TASK DIRECTIONS
Which lines in the data contain the word "tracing"? Please copy each of them.

DATASET ENTRIES

+++++

//! File-based document loader.
//!
//! This loader handles only file I/O; parsing happens later in the pipeline.

use std::io;
use std::path::{Path, PathBuf};

use async_trait::async_trait;
use tokio::fs;

use crate::errors::SourceError;
use crate::source::DocumentLoader;

/// Loads raw documents from local files, resolving relative paths against an
/// explicit working directory instead of the process-wide one.
pub struct FileLoader {
    workdir: PathBuf,
}

impl FileLoader {
    pub fn new(workdir: impl AsRef<Path>) -> Self {
        Self {
            workdir: workdir.as_ref().to_path_buf(),
        }
    }

    fn resolve(&self, source: &str) -> PathBuf {
        let path = Path::new(source);
        if path.is_absolute() {
            path.to_path_buf()
        } else {
            self.workdir.join(path)
        }
    }
}

#[async_trait]
impl DocumentLoader for FileLoader {
    async fn load(&self, source: &str) -> Result<String, SourceError> {
        let path = self.resolve(source);
        fs::read_to_string(&path).await.map_err(|e| {
            if e.kind() == io::ErrorKind::NotFound {
                SourceError::Missing(path.display().to_string())
            } else {
                SourceError::Read {
                    path: path.display().to_string(),
                    source: e,
                }
            }
        })
    }
}
//! Document resolution: obtain raw document text from a file or URL.

pub mod file;
pub mod http;

use std::path::Path;

use async_trait::async_trait;

pub use file::FileLoader;
pub use http::HttpLoader;

use crate::config::DocumentSource;
use crate::errors::SourceError;

/// Port for obtaining raw document text from one source string.
#[async_trait]
pub trait DocumentLoader: Send + Sync {
    async fn load(&self, source: &str) -> Result<String, SourceError>;
}

/// Routes a profile's selected source to the matching loader variant.
///
/// Selection is by which profile field is set, not by string shape, so a
/// `file` value is always read from disk even if it looks like a URL.
pub struct DocumentResolver {
    file: Box<dyn DocumentLoader>,
    http: Box<dyn DocumentLoader>,
}

impl DocumentResolver {
    pub fn new(workdir: impl AsRef<Path>) -> Self {
        Self {
            file: Box::new(FileLoader::new(workdir)),
            http: Box::new(HttpLoader::new()),
        }
    }

    pub fn with_loaders(file: Box<dyn DocumentLoader>, http: Box<dyn DocumentLoader>) -> Self {
        Self { file, http }
    }

    pub async fn resolve(&self, source: &DocumentSource) -> Result<String, SourceError> {
        match source {
            DocumentSource::File(path) => {
                tracing::debug!(path = %path, "resolving document from file");
                self.file.load(path).await
            }
            DocumentSource::Url(url) => {
                tracing::debug!(url = %url, "resolving document from URL");
                self.http.load(url).await
            }
        }
    }
}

+++++

FINISHED TASK
                tracing::debug!(path = %path, "resolving document from file");
                tracing::debug!(url = %url, "resolving document from URL");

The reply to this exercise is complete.